#### DATASET ENTRIES:
#[tokio::test]
async fn test_unbounded_retry_after_is_capped() {
    let clock = Arc::new(ManualClock::new());
    let start = clock.now();
    let limiter = Arc::new(AdaptiveLimiter::with_clock(
        AdaptiveConfig::default(),
        clock.clone(),
    ));

    // Default policy: the longest wait is 30s
    let result = CycleRunner::new(
        CycleConfig::new("throttled"),
        Arc::new(MemorySource(1)),
        Arc::new(Throttled::default()),
    )
    .with_rate_limiter(limiter)
    .with_clock(clock.clone())
    .run()
    .await
    .expect("a provider hint never aborts the cycle");

    let outcome = &result.outcomes[0];
    assert!(outcome.is_success());
    assert_eq!(outcome.attempts, 2);
    assert_eq!(clock.now() - start, Duration::from_secs(30));
}

#[tokio::test]
async fn test_elapsed_budget_uses_cycle_clock() {
    let clock = Arc::new(ManualClock::new());
    let decision = Arc::new(Scripted {
        transient_failures: (0..5).map(|i| (format!("r{}", i), 1)).collect(),
        ..Default::default()
    });
    let mut config = CycleConfig::new("elapsed");
    config.workers = 1;
    config.retry = RetryPolicy {
        max_attempts: 3,
        initial_delay_ms: 60_000,
        max_delay_ms: 60_000,
        backoff_multiplier: 1.0,
        jitter: 0.0,
    };

    let result = CycleRunner::new(config, Arc::new(MemorySource(5)), decision.clone())
        .with_clock(clock.clone())
        .with_halt_conditions(vec![
            Arc::new(MaxElapsed(Duration::from_secs(30))) as Arc<dyn HaltCondition>
        ])
        .run()
        .await
        .unwrap();

    // The first row's 60s backoff already exceeds the budget
    assert_eq!(result.halted.as_ref().unwrap().condition, "max_elapsed");
    assert_eq!(result.outcomes.len(), 1);
    assert!(result.outcomes[0].is_success());
    assert_eq!(result.stats.rows_skipped, 4);
}

/// Omits the label for row "r1"
struct Unlabeled(AtomicUsize);

#[async_trait]
impl DecisionSystem for Unlabeled {
    fn name(&self) -> &str {
        "unlabeled"
    }

    async fn send(&self, request: &DecisionRequest) -> Result<DecisionResponse, DecisionError> {
        self.0.fetch_add(1, Ordering::SeqCst);
        if request.row_key.as_str() == "r1" {
            return Ok(DecisionResponse::new(json!({})));
        }
        Ok(DecisionResponse::new(json!({ "label": "ham" })))
    }
}
//! Domain types for the cadence engine.
//!
//! This module contains the core data structures:
//! - Row / Table: input units and datasets
//! - Decision: requests, responses and classified errors
//! - Outcome: per-row outcomes and the per-cycle result
//! - Artifact: sink outputs, references and security levels
//! - Events / Cycle: the journal and the summary replayed from it

pub mod artifact;
pub mod cycle;
pub mod decision;
pub mod events;
pub mod outcome;
pub mod row;

// Re-export commonly used types
pub use artifact::{Artifact, ArtifactDeclaration, ArtifactReference, SecurityLevel};
pub use cycle::{CycleState, CycleSummary, RowState};
pub use decision::{DecisionError, DecisionRequest, DecisionResponse, Usage};
pub use events::{Event, EventType};
pub use outcome::{
    CycleResult, CycleStats, HaltReason, RowOutcome, RowStatus, BASELINE_COMPARISON_KEY,
};
pub use row::{Row, RowKey, Table};
//! Image uploads routed into the open forms.

use super::{projects, team, AdminPanel, UploadTarget};
use crate::errors::AppError;

const DENIED: &str = "You do not have permission to upload images.";
const UPLOAD_FAILED: &str = "Error uploading image. Please try again.";

impl AdminPanel {
    /// Store an image and put its URL where `target` says.
    ///
    /// The target form or hero slide is checked before anything is stored.
    pub async fn upload_image(
        &mut self,
        target: UploadTarget,
        bytes: Vec<u8>,
    ) -> Result<String, AppError> {
        self.ensure_can_edit(DENIED)?;
        match target {
            UploadTarget::ProjectMainImage | UploadTarget::ProjectAdditionalImage => {
                self.project_editor.ensure_open(projects::FORM)?
            }
            UploadTarget::TeamMemberImage => self.team_editor.ensure_open(team::FORM)?,
            UploadTarget::HeroSlide(index) => {
                self.hero_slide_mut(index)?;
            }
        }

        let url = match self.storage.upload(bytes).await {
            Ok(url) => url,
            Err(AppError::Validation(msg)) => return Err(AppError::Validation(msg)),
            Err(e) => {
                tracing::error!(error = %e, "Error uploading image");
                return Err(AppError::ActionFailed(UPLOAD_FAILED.to_string()));
            }
        };

        match target {
            UploadTarget::ProjectMainImage => self.project_editor.form.main_image = url.clone(),
            UploadTarget::ProjectAdditionalImage => {
                self.project_editor.form.additional_images.push(url.clone())
            }
            UploadTarget::TeamMemberImage => self.team_editor.form.image_url = url.clone(),
            UploadTarget::HeroSlide(index) => self.hero_slide_mut(index)?.image = url.clone(),
        }

        tracing::debug!(url = %url, ?target, "Stored uploaded image");
        Ok(url)
    }

    /// Remove a previously uploaded image by its public URL.
    pub async fn delete_uploaded_image(&mut self, url: &str) -> Result<(), AppError> {
        self.ensure_can_edit(DENIED)?;
        self.storage.delete(url).await
    }
}
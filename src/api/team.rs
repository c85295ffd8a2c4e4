//! Admin team member editor endpoints.

use std::sync::Arc;

use axum::{extract::Path, Extension, Json};
use serde::Deserialize;

use super::{panel_response, ApiResult};
use crate::auth::Session;
use crate::models::TeamMemberFields;
use crate::panel::PanelSnapshot;

#[derive(Debug, Deserialize)]
pub struct SortOrderRequest {
    /// Raw form input; parsed leniently.
    pub value: String,
}

/// POST /api/admin/team/form
pub async fn open_team_member_form(
    Extension(session): Extension<Arc<Session>>,
) -> ApiResult<PanelSnapshot> {
    let mut panel = session.panel.lock().await;
    panel.new_team_member_form()?;
    panel_response(&panel, None)
}

/// POST /api/admin/team/{id}/edit
pub async fn edit_team_member(
    Extension(session): Extension<Arc<Session>>,
    Path(id): Path<String>,
) -> ApiResult<PanelSnapshot> {
    let mut panel = session.panel.lock().await;
    panel.edit_team_member(&id)?;
    panel_response(&panel, None)
}

/// PUT /api/admin/team/form
pub async fn update_team_member_form(
    Extension(session): Extension<Arc<Session>>,
    Json(fields): Json<TeamMemberFields>,
) -> ApiResult<PanelSnapshot> {
    let mut panel = session.panel.lock().await;
    panel.update_team_member_form(fields)?;
    panel_response(&panel, None)
}

/// PUT /api/admin/team/form/sort-order
pub async fn set_team_sort_order(
    Extension(session): Extension<Arc<Session>>,
    Json(request): Json<SortOrderRequest>,
) -> ApiResult<PanelSnapshot> {
    let mut panel = session.panel.lock().await;
    panel.set_team_sort_order(&request.value)?;
    panel_response(&panel, None)
}

/// POST /api/admin/team/form/submit
pub async fn submit_team_member(
    Extension(session): Extension<Arc<Session>>,
) -> ApiResult<PanelSnapshot> {
    let mut panel = session.panel.lock().await;
    let message = panel.submit_team_member().await?;
    panel_response(&panel, Some(message))
}

/// DELETE /api/admin/team/form
pub async fn cancel_team_member_form(
    Extension(session): Extension<Arc<Session>>,
) -> ApiResult<PanelSnapshot> {
    let mut panel = session.panel.lock().await;
    panel.cancel_team_member_form()?;
    panel_response(&panel, None)
}

/// DELETE /api/admin/team/{id}
pub async fn delete_team_member(
    Extension(session): Extension<Arc<Session>>,
    Path(id): Path<String>,
) -> ApiResult<PanelSnapshot> {
    let mut panel = session.panel.lock().await;
    let message = panel.delete_team_member(&id).await?;
    panel_response(&panel, Some(message))
}
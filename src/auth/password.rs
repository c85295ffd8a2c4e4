//! Credential hashing and verification.

use argon2::{
    password_hash::{rand_core::OsRng, PasswordHash, PasswordHasher, PasswordVerifier, SaltString},
    Algorithm, Argon2, Params, Version,
};

use crate::errors::AppError;

const ARGON2_MEMORY_KIB: u32 = if cfg!(test) { 1024 } else { 19 * 1024 };
const ARGON2_ITERATIONS: u32 = 2;
const ARGON2_PARALLELISM: u32 = 1;

fn hasher() -> Argon2<'static> {
    let params = Params::new(ARGON2_MEMORY_KIB, ARGON2_ITERATIONS, ARGON2_PARALLELISM, None)
        .unwrap_or_default();
    Argon2::new(Algorithm::Argon2id, Version::V0x13, params)
}

/// Salted Argon2id hash in PHC string form, as stored in
/// `admin_users.password_hash`.
pub fn hash_password(password: &str) -> Result<String, AppError> {
    let salt = SaltString::generate(&mut OsRng);
    hasher()
        .hash_password(password.as_bytes(), &salt)
        .map(|hash| hash.to_string())
        .map_err(|e| AppError::Internal(format!("Failed to hash password: {e}")))
}

/// Check a password against a stored PHC string.
pub fn verify_password(password: &str, hash: &str) -> Result<bool, AppError> {
    let parsed = PasswordHash::new(hash)
        .map_err(|e| AppError::Internal(format!("Invalid password hash: {e}")))?;

    match hasher().verify_password(password.as_bytes(), &parsed) {
        Ok(()) => Ok(true),
        Err(argon2::password_hash::Error::Password) => Ok(false),
        Err(e) => Err(AppError::Internal(format!("Failed to verify password: {e}"))),
    }
}
//! Back-office controller.
//!
//! An [`AdminPanel`] belongs to one operator session. It holds the lists
//! loaded at the last reload, the three entity editors and the in-memory
//! site configuration, and turns editor actions into gateway calls.
//!
//! Every mutating action checks [`AdminPanel::can_edit`] first and makes no
//! gateway or storage call when it fails.

mod forms;
mod projects;
mod settings;
mod team;
mod testimonials;
mod uploads;

pub use forms::*;

use std::sync::Arc;

use serde::Serialize;

use crate::db::Gateway;
use crate::errors::AppError;
use crate::models::{
    Operator, Project, Role, SiteConfig, TeamMember, TeamMemberFields, Testimonial,
    TestimonialFields,
};
use crate::storage::ObjectStore;

pub(crate) const LOAD_FAILED: &str = "Failed to load admin data. Please check your permissions.";

pub type ProjectEditor = Editor<ProjectForm, Project>;
pub type TeamEditor = Editor<TeamMemberFields, TeamMember>;
pub type TestimonialEditor = Editor<TestimonialFields, Testimonial>;

pub struct AdminPanel {
    operator: Operator,
    gateway: Arc<dyn Gateway>,
    storage: Arc<dyn ObjectStore>,

    projects: Vec<Project>,
    team_members: Vec<TeamMember>,
    testimonials: Vec<Testimonial>,
    site: SiteConfig,
    load_error: Option<String>,

    project_editor: ProjectEditor,
    team_editor: TeamEditor,
    testimonial_editor: TestimonialEditor,
}

/// Everything the admin UI renders, as of the latest action.
#[derive(Debug, Clone, Serialize)]
pub struct PanelSnapshot {
    pub operator: Operator,
    pub can_edit: bool,
    #[serde(skip_serializing_if = "Option::is_none")]
    pub error: Option<String>,
    pub projects: Vec<Project>,
    pub team_members: Vec<TeamMember>,
    pub testimonials: Vec<Testimonial>,
    pub site_settings: SiteConfig,
    pub project_form: EditorView<ProjectForm>,
    pub team_form: EditorView<TeamMemberFields>,
    pub testimonial_form: EditorView<TestimonialFields>,
}

impl AdminPanel {
    pub fn new(
        operator: Operator,
        gateway: Arc<dyn Gateway>,
        storage: Arc<dyn ObjectStore>,
    ) -> Self {
        Self {
            operator,
            gateway,
            storage,
            projects: Vec::new(),
            team_members: Vec::new(),
            testimonials: Vec::new(),
            site: SiteConfig::default(),
            load_error: None,
            project_editor: Editor::default(),
            team_editor: Editor::default(),
            testimonial_editor: Editor::default(),
        }
    }

    pub fn operator(&self) -> &Operator {
        &self.operator
    }

    /// Whether the operator may change anything.
    pub fn can_edit(&self) -> bool {
        self.operator.role == Role::SuperAdmin
    }

    fn ensure_can_edit(&self, denied: &str) -> Result<(), AppError> {
        if self.can_edit() {
            Ok(())
        } else {
            tracing::warn!(
                operator = %self.operator.username,
                role = self.operator.role.as_str(),
                "Rejected edit without super_admin role"
            );
            Err(AppError::Forbidden(denied.to_string()))
        }
    }

    pub fn projects(&self) -> &[Project] {
        &self.projects
    }

    pub fn team_members(&self) -> &[TeamMember] {
        &self.team_members
    }

    pub fn testimonials(&self) -> &[Testimonial] {
        &self.testimonials
    }

    pub fn site_config(&self) -> &SiteConfig {
        &self.site
    }

    pub fn load_error(&self) -> Option<&str> {
        self.load_error.as_deref()
    }

    pub fn project_editor(&self) -> &ProjectEditor {
        &self.project_editor
    }

    pub fn team_editor(&self) -> &TeamEditor {
        &self.team_editor
    }

    pub fn testimonial_editor(&self) -> &TestimonialEditor {
        &self.testimonial_editor
    }

    /// Fetch all three lists concurrently, then the site settings.
    ///
    /// On failure the lists keep their previous contents and the banner
    /// error is set.
    pub async fn load_data(&mut self) -> Result<(), AppError> {
        let gateway = self.gateway.clone();
        let lists = tokio::try_join!(
            gateway.list_projects(),
            gateway.list_team_members(),
            gateway.list_testimonials(),
        );

        match lists {
            Ok((projects, team_members, testimonials)) => {
                self.projects = projects;
                self.team_members = team_members;
                self.testimonials = testimonials;
                self.load_error = None;
            }
            Err(e) => {
                tracing::error!(error = %e, "Error loading admin data");
                self.load_error = Some(LOAD_FAILED.to_string());
                return Err(AppError::ActionFailed(LOAD_FAILED.to_string()));
            }
        }

        self.load_site_settings().await;
        Ok(())
    }

    /// Reload after a successful write. Failures only set the banner.
    async fn refresh(&mut self) {
        let _ = self.load_data().await;
    }

    pub fn snapshot(&self) -> PanelSnapshot {
        PanelSnapshot {
            operator: self.operator.clone(),
            can_edit: self.can_edit(),
            error: self.load_error.clone(),
            projects: self.projects.clone(),
            team_members: self.team_members.clone(),
            testimonials: self.testimonials.clone(),
            site_settings: self.site.clone(),
            project_form: view(&self.project_editor, |p| &p.id),
            team_form: view(&self.team_editor, |m| &m.id),
            testimonial_form: view(&self.testimonial_editor, |t| &t.id),
        }
    }
}

fn view<F: Clone, R>(editor: &Editor<F, R>, id: impl Fn(&R) -> &String) -> EditorView<F> {
    EditorView {
        open: editor.open,
        editing_id: editor.editing.as_ref().map(|r| id(r).clone()),
        form: editor.form.clone(),
    }
}

#[cfg(test)]
pub(crate) mod test_support {
    use super::*;
    use crate::db::{MockGateway, Repository};
    use crate::models::{ProjectCategory, ProjectImage};
    use crate::storage::MockObjectStore;

    pub fn operator(role: Role) -> Operator {
        Operator {
            id: "op-1".to_string(),
            username: "editor".to_string(),
            role,
            permissions: Default::default(),
        }
    }

    pub fn mock_panel(role: Role, gateway: MockGateway) -> AdminPanel {
        AdminPanel::new(
            operator(role),
            Arc::new(gateway),
            Arc::new(MockObjectStore::new()),
        )
    }

    pub async fn repo_panel(role: Role) -> (AdminPanel, Arc<Repository>, tempfile::TempDir) {
        let dir = tempfile::tempdir().unwrap();
        let pool = crate::db::init_database(&dir.path().join("test.db"))
            .await
            .unwrap();
        let repo = Arc::new(Repository::new(pool));
        let panel = AdminPanel::new(
            operator(role),
            repo.clone(),
            Arc::new(MockObjectStore::new()),
        );
        (panel, repo, dir)
    }

    pub fn sample_project(id: &str, images: &[&str]) -> Project {
        Project {
            id: id.to_string(),
            title: "Loft".to_string(),
            category: ProjectCategory::Residential,
            location: "Lisbon".to_string(),
            year: "2023".to_string(),
            description: "Loft conversion".to_string(),
            details: "Open plan loft".to_string(),
            client: "Private".to_string(),
            area: "120 m2".to_string(),
            duration: "6 months".to_string(),
            featured: false,
            main_image: "main.jpg".to_string(),
            created_at: "2024-01-01T00:00:00Z".to_string(),
            updated_at: "2024-01-01T00:00:00Z".to_string(),
            project_images: images
                .iter()
                .enumerate()
                .map(|(i, url)| ProjectImage {
                    id: format!("img-{}", i + 1),
                    project_id: id.to_string(),
                    image_url: url.to_string(),
                    alt_text: None,
                    sort_order: i as i64 + 1,
                    created_at: "2024-01-01T00:00:00Z".to_string(),
                })
                .collect(),
        }
    }

    /// Gateway that serves the given lists and no settings, once.
    pub fn loading_gateway(projects: Vec<Project>) -> MockGateway {
        let mut gateway = MockGateway::new();
        gateway
            .expect_list_projects()
            .times(1)
            .returning(move || Ok(projects.clone()));
        gateway
            .expect_list_team_members()
            .times(1)
            .returning(|| Ok(Vec::new()));
        gateway
            .expect_list_testimonials()
            .times(1)
            .returning(|| Ok(Vec::new()));
        gateway.expect_get_setting().times(4).returning(|_| Ok(None));
        gateway
    }
}

#[cfg(test)]
mod tests {
    use super::test_support::*;
    use super::*;
    use crate::db::MockGateway;
    use crate::models::TestimonialFields;

    #[tokio::test]
    async fn test_can_edit_follows_role() {
        let admin = mock_panel(Role::Admin, MockGateway::new());
        let super_admin = mock_panel(Role::SuperAdmin, MockGateway::new());
        assert!(!admin.can_edit());
        assert!(super_admin.can_edit());
    }

    #[tokio::test]
    async fn test_load_failure_sets_banner_and_keeps_lists() {
        let mut gateway = MockGateway::new();
        gateway
            .expect_list_projects()
            .returning(|| Err(AppError::Database("denied".to_string())));
        gateway
            .expect_list_team_members()
            .returning(|| Ok(Vec::new()));
        gateway
            .expect_list_testimonials()
            .returning(|| Ok(Vec::new()));
        let mut panel = mock_panel(Role::Admin, gateway);

        let err = panel.load_data().await.unwrap_err();
        assert_eq!(err, AppError::ActionFailed(LOAD_FAILED.to_string()));
        assert_eq!(panel.load_error(), Some(LOAD_FAILED));
        assert!(panel.projects().is_empty());
    }

    #[tokio::test]
    async fn test_forbidden_actions_make_no_gateway_calls() {
        // Any gateway call beyond the initial load panics the mock.
        let gateway = loading_gateway(vec![sample_project("p1", &["a.jpg"])]);
        let mut panel = mock_panel(Role::Admin, gateway);
        panel.load_data().await.unwrap();
        let before = panel.snapshot();

        let forbidden = |r: Result<&'static str, AppError>| {
            assert!(matches!(r, Err(AppError::Forbidden(_))), "{:?}", r)
        };
        let forbidden_unit = |r: Result<(), AppError>| {
            assert!(matches!(r, Err(AppError::Forbidden(_))), "{:?}", r)
        };

        forbidden_unit(panel.new_project_form());
        forbidden_unit(panel.edit_project("p1"));
        forbidden_unit(panel.add_additional_image("b.jpg".to_string()));
        forbidden_unit(panel.remove_additional_image(0));
        forbidden(panel.submit_project().await);
        forbidden(panel.delete_project("p1").await);
        forbidden_unit(panel.cancel_project_form());

        forbidden_unit(panel.new_team_member_form());
        forbidden(panel.submit_team_member().await);
        forbidden(panel.delete_team_member("t1").await);

        forbidden_unit(panel.new_testimonial_form());
        forbidden_unit(panel.update_testimonial_form(TestimonialFields::default()));
        forbidden(panel.submit_testimonial().await);
        forbidden(panel.delete_testimonial("s1").await);
        forbidden_unit(panel.set_team_sort_order("4"));

        forbidden_unit(panel.add_hero_slide());
        forbidden_unit(panel.remove_hero_slide(0));
        forbidden(panel.save_site_settings().await);
        forbidden(
            panel
                .upload_image(UploadTarget::ProjectMainImage, vec![0xFF, 0xD8, 0xFF])
                .await
                .map(|_| "uploaded"),
        );
        forbidden_unit(panel.delete_uploaded_image("https://x/uploads/a.jpg").await);

        let after = panel.snapshot();
        assert_eq!(after.projects, before.projects);
        assert_eq!(after.site_settings, before.site_settings);
        assert!(!after.project_form.open);
    }
}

#### REQUIRED ACTION:
Whenever the word "Some" turns up in a line of the listing above, copy the line.

#### REPLY TO THE TASK:
    panel_response(&panel, Some(message))
    panel_response(&panel, Some(message))
                self.load_error = Some(LOAD_FAILED.to_string());
        assert_eq!(panel.load_error(), Some(LOAD_FAILED));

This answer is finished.